• _Information shown_
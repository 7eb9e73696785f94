use std::time::Duration;

/// Exponential backoff with optional jitter.
#[derive(Debug, Clone)]
pub struct RetryConfig {
    pub max_attempts: usize,
    pub base_backoff: Duration,
    pub max_backoff: Duration,
    pub jitter_max: Option<Duration>,
}

impl Default for RetryConfig {
    fn default() -> Self {
        Self {
            max_attempts: 3,
            base_backoff: Duration::from_millis(50),
            max_backoff: Duration::from_millis(400),
            jitter_max: Some(Duration::from_millis(25)),
        }
    }
}

impl RetryConfig {
    /// Single attempt, no waiting.
    pub fn no_retry() -> Self {
        Self {
            max_attempts: 1,
            base_backoff: Duration::ZERO,
            max_backoff: Duration::ZERO,
            jitter_max: None,
        }
    }

    fn delay(&self, backoff: Duration) -> Duration {
        let Some(jitter_max) = self.jitter_max else {
            return backoff;
        };
        let jitter_ms = jitter_max.as_millis() as u64;
        let extra = if jitter_ms == 0 {
            0
        } else {
            rand::random::<u64>() % (jitter_ms + 1)
        };
        backoff + Duration::from_millis(extra)
    }
}

/// Runs `f` until it succeeds or `max_attempts` is used up, returning the
/// last error in the latter case. `operation` only labels the log lines.
pub async fn retry_async_with_config<F, Fut, T, E>(
    operation: &str,
    config: &RetryConfig,
    mut f: F,
) -> Result<T, E>
where
    F: FnMut() -> Fut,
    Fut: std::future::Future<Output = Result<T, E>>,
    E: std::fmt::Display,
{
    let mut attempt = 0usize;
    let mut backoff = config.base_backoff;

    loop {
        attempt += 1;
        match f().await {
            Ok(value) => return Ok(value),
            Err(e) if attempt >= config.max_attempts.max(1) => return Err(e),
            Err(e) => {
                let wait = config.delay(backoff);
                tracing::debug!(
                    operation,
                    attempt,
                    wait_ms = wait.as_millis() as u64,
                    error = %e,
                    "Retrying after failure"
                );
                tokio::time::sleep(wait).await;
                backoff = std::cmp::min(backoff * 2, config.max_backoff);
            }
        }
    }
}
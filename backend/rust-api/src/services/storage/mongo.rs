use async_trait::async_trait;
use chrono::{DateTime, Utc};
use mongodb::bson::doc;
use mongodb::options::IndexOptions;
use mongodb::{Collection, Database, IndexModel};
use serde::{Deserialize, Serialize};
use std::sync::Arc;

use super::{RemoteStore, RemoteUnavailable, UserDirectory};
use crate::metrics::track_remote_operation;
use crate::models::progress::UserProgress;
use crate::models::settings::UserSettings;
use crate::models::user::{bson_datetime_as_chrono, UserRecord};
use crate::utils::time::{chrono_to_bson, Clock};

const PROGRESS_COLLECTION: &str = "user_progress";
const SETTINGS_COLLECTION: &str = "user_settings";
const USERS_COLLECTION: &str = "users";

#[derive(Debug, Serialize, Deserialize)]
struct ProgressDocument {
    #[serde(rename = "_id")]
    user_id: String,
    progress: UserProgress,
    #[serde(rename = "savedAt", with = "bson_datetime_as_chrono")]
    saved_at: DateTime<Utc>,
}

#[derive(Debug, Serialize, Deserialize)]
struct SettingsDocument {
    #[serde(rename = "_id")]
    user_id: String,
    settings: UserSettings,
    #[serde(rename = "savedAt", with = "bson_datetime_as_chrono")]
    saved_at: DateTime<Utc>,
}

fn unavailable(context: &str, e: mongodb::error::Error) -> RemoteUnavailable {
    RemoteUnavailable::new(format!("{}: {}", context, e))
}

/// Progress and settings documents keyed by user id.
#[derive(Clone)]
pub struct MongoRemoteStore {
    mongo: Database,
    clock: Arc<dyn Clock>,
}

impl MongoRemoteStore {
    pub fn new(mongo: Database, clock: Arc<dyn Clock>) -> Self {
        Self { mongo, clock }
    }

    fn progress_document(&self, user_id: &str, progress: &UserProgress) -> ProgressDocument {
        ProgressDocument {
            user_id: user_id.to_string(),
            progress: progress.clone(),
            saved_at: self.clock.now(),
        }
    }

    fn settings_document(&self, user_id: &str, settings: &UserSettings) -> SettingsDocument {
        SettingsDocument {
            user_id: user_id.to_string(),
            settings: settings.clone(),
            saved_at: self.clock.now(),
        }
    }

    fn progress(&self) -> Collection<ProgressDocument> {
        self.mongo.collection(PROGRESS_COLLECTION)
    }

    fn settings(&self) -> Collection<SettingsDocument> {
        self.mongo.collection(SETTINGS_COLLECTION)
    }
}

#[async_trait]
impl RemoteStore for MongoRemoteStore {
    async fn load_progress(&self, user_id: &str) -> Result<Option<UserProgress>, RemoteUnavailable> {
        track_remote_operation("load_progress", async {
            self.progress()
                .find_one(doc! { "_id": user_id })
                .await
                .map(|found| found.map(|document| document.progress))
                .map_err(|e| unavailable("Failed to load progress", e))
        })
        .await
    }

    async fn save_progress(
        &self,
        user_id: &str,
        progress: &UserProgress,
    ) -> Result<(), RemoteUnavailable> {
        let document = self.progress_document(user_id, progress);
        track_remote_operation("save_progress", async {
            self.progress()
                .replace_one(doc! { "_id": user_id }, &document)
                .upsert(true)
                .await
                .map(|_| ())
                .map_err(|e| unavailable("Failed to save progress", e))
        })
        .await
    }

    async fn delete_progress(&self, user_id: &str) -> Result<(), RemoteUnavailable> {
        track_remote_operation("delete_progress", async {
            self.progress()
                .delete_one(doc! { "_id": user_id })
                .await
                .map(|_| ())
                .map_err(|e| unavailable("Failed to delete progress", e))
        })
        .await
    }

    async fn load_settings(&self, user_id: &str) -> Result<Option<UserSettings>, RemoteUnavailable> {
        track_remote_operation("load_settings", async {
            self.settings()
                .find_one(doc! { "_id": user_id })
                .await
                .map(|found| found.map(|document| document.settings))
                .map_err(|e| unavailable("Failed to load settings", e))
        })
        .await
    }

    async fn save_settings(
        &self,
        user_id: &str,
        settings: &UserSettings,
    ) -> Result<(), RemoteUnavailable> {
        let document = self.settings_document(user_id, settings);
        track_remote_operation("save_settings", async {
            self.settings()
                .replace_one(doc! { "_id": user_id }, &document)
                .upsert(true)
                .await
                .map(|_| ())
                .map_err(|e| unavailable("Failed to save settings", e))
        })
        .await
    }

    async fn ping(&self) -> Result<(), RemoteUnavailable> {
        self.mongo
            .run_command(doc! { "ping": 1 })
            .await
            .map(|_| ())
            .map_err(|e| unavailable("MongoDB ping failed", e))
    }
}

#[derive(Clone)]
pub struct MongoUserDirectory {
    mongo: Database,
}

impl MongoUserDirectory {
    pub fn new(mongo: Database) -> Self {
        Self { mongo }
    }

    fn users(&self) -> Collection<UserRecord> {
        self.mongo.collection(USERS_COLLECTION)
    }

    /// Unique email and provider identity. Sparse so provider-only and
    /// password-only accounts can coexist.
    pub async fn ensure_indexes(&self) -> Result<(), RemoteUnavailable> {
        let unique_sparse = || IndexOptions::builder().unique(true).sparse(true).build();
        let indexes = vec![
            IndexModel::builder()
                .keys(doc! { "email": 1 })
                .options(unique_sparse())
                .build(),
            IndexModel::builder()
                .keys(doc! { "identity.provider": 1, "identity.subject": 1 })
                .options(unique_sparse())
                .build(),
        ];
        self.users()
            .create_indexes(indexes)
            .await
            .map(|_| ())
            .map_err(|e| unavailable("Failed to create user indexes", e))
    }
}

#[async_trait]
impl UserDirectory for MongoUserDirectory {
    async fn find_by_id(&self, id: &str) -> Result<Option<UserRecord>, RemoteUnavailable> {
        track_remote_operation("find_user", async {
            self.users()
                .find_one(doc! { "_id": id })
                .await
                .map_err(|e| unavailable("Failed to query user", e))
        })
        .await
    }

    async fn find_by_email(&self, email: &str) -> Result<Option<UserRecord>, RemoteUnavailable> {
        track_remote_operation("find_user", async {
            self.users()
                .find_one(doc! { "email": email })
                .await
                .map_err(|e| unavailable("Failed to query user", e))
        })
        .await
    }

    async fn find_by_identity(
        &self,
        provider: &str,
        subject: &str,
    ) -> Result<Option<UserRecord>, RemoteUnavailable> {
        track_remote_operation("find_user", async {
            self.users()
                .find_one(doc! { "identity.provider": provider, "identity.subject": subject })
                .await
                .map_err(|e| unavailable("Failed to query user", e))
        })
        .await
    }

    async fn insert(&self, user: &UserRecord) -> Result<(), RemoteUnavailable> {
        track_remote_operation("insert_user", async {
            self.users()
                .insert_one(user)
                .await
                .map(|_| ())
                .map_err(|e| unavailable("Failed to insert user", e))
        })
        .await
    }

    async fn touch_last_login(&self, id: &str, at: DateTime<Utc>) -> Result<(), RemoteUnavailable> {
        track_remote_operation("touch_user", async {
            self.users()
                .update_one(
                    doc! { "_id": id },
                    doc! { "$set": { "lastLoginAt": chrono_to_bson(at) } },
                )
                .await
                .map(|_| ())
                .map_err(|e| unavailable("Failed to update last login timestamp", e))
        })
        .await
    }
}

#[cfg(test)]
mod tests {
    use super::*;
    use crate::utils::time::FixedClock;
    use chrono::TimeZone;

    #[tokio::test]
    async fn documents_are_stamped_by_the_store_clock() {
        // Building a client does not connect.
        let client = mongodb::Client::with_uri_str("mongodb://localhost:27017")
            .await
            .unwrap();
        let at = Utc.with_ymd_and_hms(2024, 3, 10, 9, 0, 0).unwrap();
        let store = MongoRemoteStore::new(
            client.database("ikigai_test"),
            Arc::new(FixedClock::new(at)),
        );

        let progress = store.progress_document("u1", &UserProgress::default());
        assert_eq!(progress.user_id, "u1");
        assert_eq!(progress.saved_at, at);
        assert_eq!(
            store.settings_document("u1", &UserSettings::default()).saved_at,
            at
        );
    }
}
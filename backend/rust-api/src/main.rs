use ikigai_api::{config::Config, create_router, services::AppState};
use opentelemetry_sdk::trace::SdkTracerProvider;
use std::sync::Arc;
use tracing_subscriber::{layer::SubscriberExt, util::SubscriberInitExt};

#[tokio::main]
async fn main() -> anyhow::Result<()> {
    // OTLP export only when an endpoint is configured
    let provider = init_telemetry()?;

    let env_filter = tracing_subscriber::EnvFilter::try_from_default_env()
        .unwrap_or_else(|_| "ikigai_api=debug,tower_http=debug".into());
    let registry = tracing_subscriber::registry()
        .with(env_filter)
        .with(tracing_subscriber::fmt::layer());

    match &provider {
        Some(provider) => {
            use opentelemetry::trace::TracerProvider as _;
            registry
                .with(tracing_opentelemetry::layer().with_tracer(provider.tracer("ikigai-api")))
                .init();
        }
        None => registry.init(),
    }

    tracing::info!("Starting IKIGAI progress API");

    let config = Config::load()?;
    tracing::info!(
        storage_backend = ?config.storage_backend,
        "Configuration loaded for environment: {}",
        std::env::var("APP_ENV").unwrap_or_else(|_| "dev".to_string())
    );

    let listen_addr = config.listen_addr.clone();
    let app_state = Arc::new(AppState::connect(config).await?);

    let app = create_router(app_state);

    let listener = tokio::net::TcpListener::bind(&listen_addr).await?;
    tracing::info!("Server listening on {}", listener.local_addr()?);

    axum::serve(listener, app)
        .with_graceful_shutdown(shutdown_signal())
        .await?;

    if let Some(provider) = provider {
        tracing::info!("Shutting down OpenTelemetry");
        if let Err(e) = provider.shutdown() {
            eprintln!("Failed to flush spans: {}", e);
        }
    }

    Ok(())
}

fn init_telemetry() -> anyhow::Result<Option<SdkTracerProvider>> {
    use opentelemetry::KeyValue;
    use opentelemetry_otlp::WithExportConfig;
    use opentelemetry_sdk::Resource;

    let Ok(otlp_endpoint) = std::env::var("OTEL_EXPORTER_OTLP_ENDPOINT") else {
        return Ok(None);
    };

    let exporter = opentelemetry_otlp::SpanExporter::builder()
        .with_http()
        .with_endpoint(otlp_endpoint)
        .build()?;

    let resource = Resource::builder_empty()
        .with_service_name("ikigai-api")
        .with_attributes(vec![KeyValue::new(
            "service.version",
            env!("CARGO_PKG_VERSION"),
        )])
        .build();

    let provider = SdkTracerProvider::builder()
        .with_batch_exporter(exporter)
        .with_resource(resource)
        .build();

    opentelemetry::global::set_tracer_provider(provider.clone());

    Ok(Some(provider))
}

async fn shutdown_signal() {
    if let Err(e) = tokio::signal::ctrl_c().await {
        tracing::error!("Failed to listen for shutdown signal: {}", e);
        std::future::pending::<()>().await;
    }
    tracing::info!("Shutdown signal received");
}
// Copyright 2026 Phillip Cloud
// Licensed under the Apache License, Version 2.0

pub mod model;
pub mod nav;
pub mod refresh;
pub mod schedule;
pub mod state;

pub use model::*;
pub use nav::*;
pub use refresh::*;
pub use schedule::*;
pub use state::*;
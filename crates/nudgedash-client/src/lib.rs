// Copyright 2026 Phillip Cloud
// Licensed under the Apache License, Version 2.0

use anyhow::{Context, Result, anyhow, bail};
use nudgedash_app::{StatisticsPayload, StatisticsSource};
use reqwest::StatusCode;
use reqwest::blocking::Client as HttpClient;
use serde::Deserialize;
use std::time::Duration;
use tracing::debug;
use url::Url;

pub const DEFAULT_ENDPOINT: &str = "http://127.0.0.1:8080/statistics";

#[derive(Debug, Clone)]
pub struct Client {
    endpoint: Url,
    http: HttpClient,
}

impl Client {
    pub fn new(endpoint: &str, timeout: Duration) -> Result<Self> {
        let endpoint = parse_endpoint(endpoint)?;
        let http = HttpClient::builder()
            .timeout(timeout)
            .build()
            .context("build HTTP client")?;

        Ok(Self { endpoint, http })
    }

    pub fn endpoint(&self) -> &str {
        self.endpoint.as_str()
    }

    pub fn fetch_statistics(&self) -> Result<StatisticsPayload> {
        debug!(endpoint = %self.endpoint, "fetching statistics");
        let response = self
            .http
            .get(self.endpoint.clone())
            .send()
            .map_err(|error| connection_error(self.endpoint.as_str(), error))?;

        let status = response.status();
        if !status.is_success() {
            let body = response.text().unwrap_or_default();
            return Err(clean_error_response(status, &body));
        }

        response.json().context("decode statistics payload")
    }
}

impl StatisticsSource for Client {
    fn fetch_statistics(&self) -> Result<StatisticsPayload> {
        Client::fetch_statistics(self)
    }
}

pub fn parse_endpoint(raw: &str) -> Result<Url> {
    let trimmed = raw.trim();
    if trimmed.is_empty() {
        bail!("source.endpoint must not be empty");
    }
    let url = Url::parse(trimmed).with_context(|| format!("invalid endpoint URL {trimmed:?}"))?;
    match url.scheme() {
        "http" | "https" => Ok(url),
        other => bail!(
            "endpoint {trimmed:?} uses unsupported scheme {other:?}; use http:// or https://"
        ),
    }
}

fn connection_error(endpoint: &str, error: reqwest::Error) -> anyhow::Error {
    anyhow!(
        "cannot reach {} -- is the nudgebot server running? ({})",
        endpoint,
        error
    )
}

#[derive(Debug, Deserialize)]
struct ErrorEnvelope {
    error: Option<String>,
    message: Option<String>,
}

fn clean_error_response(status: StatusCode, body: &str) -> anyhow::Error {
    if let Ok(parsed) = serde_json::from_str::<ErrorEnvelope>(body)
        && let Some(message) = parsed.error.or(parsed.message)
        && !message.is_empty()
    {
        return anyhow!("server error ({}): {}", status.as_u16(), message);
    }

    let trimmed = body.trim();
    if !trimmed.is_empty() && trimmed.len() < 100 && !trimmed.contains('<') {
        return anyhow!("server error ({}): {}", status.as_u16(), trimmed);
    }

    anyhow!("server returned {}", status.as_u16())
}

• _Problem requirements_
Look through the records and gather each line with the word "UserRecord".

• _Written solution_
use crate::models::user::{bson_datetime_as_chrono, UserRecord};
    fn users(&self) -> Collection<UserRecord> {
    async fn find_by_id(&self, id: &str) -> Result<Option<UserRecord>, RemoteUnavailable> {
    async fn find_by_email(&self, email: &str) -> Result<Option<UserRecord>, RemoteUnavailable> {
    ) -> Result<Option<UserRecord>, RemoteUnavailable> {
    async fn insert(&self, user: &UserRecord) -> Result<(), RemoteUnavailable> {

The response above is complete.